Out of the data below, copy every line with the string "Result".

- DATA SECTION:
Start of Block

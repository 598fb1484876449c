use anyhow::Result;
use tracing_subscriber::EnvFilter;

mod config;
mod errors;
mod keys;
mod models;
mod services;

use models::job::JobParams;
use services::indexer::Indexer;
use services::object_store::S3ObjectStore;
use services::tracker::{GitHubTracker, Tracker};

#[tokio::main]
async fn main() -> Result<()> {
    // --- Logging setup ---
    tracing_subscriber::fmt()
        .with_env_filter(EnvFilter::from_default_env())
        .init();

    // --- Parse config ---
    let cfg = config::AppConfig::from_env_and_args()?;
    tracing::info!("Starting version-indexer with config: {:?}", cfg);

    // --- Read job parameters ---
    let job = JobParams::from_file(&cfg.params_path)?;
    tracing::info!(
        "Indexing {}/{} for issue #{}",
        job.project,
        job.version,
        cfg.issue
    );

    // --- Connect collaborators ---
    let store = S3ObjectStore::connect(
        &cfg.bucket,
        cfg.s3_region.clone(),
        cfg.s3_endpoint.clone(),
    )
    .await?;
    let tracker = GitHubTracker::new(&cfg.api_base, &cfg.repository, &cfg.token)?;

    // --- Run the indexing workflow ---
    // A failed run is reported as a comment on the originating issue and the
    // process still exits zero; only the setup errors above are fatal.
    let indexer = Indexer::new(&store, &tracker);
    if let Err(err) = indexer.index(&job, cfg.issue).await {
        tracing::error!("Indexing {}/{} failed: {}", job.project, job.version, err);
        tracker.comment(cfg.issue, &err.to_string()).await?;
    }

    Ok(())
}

End of Block

- EXERCISE SOLUTION:
use anyhow::Result;
async fn main() -> Result<()> {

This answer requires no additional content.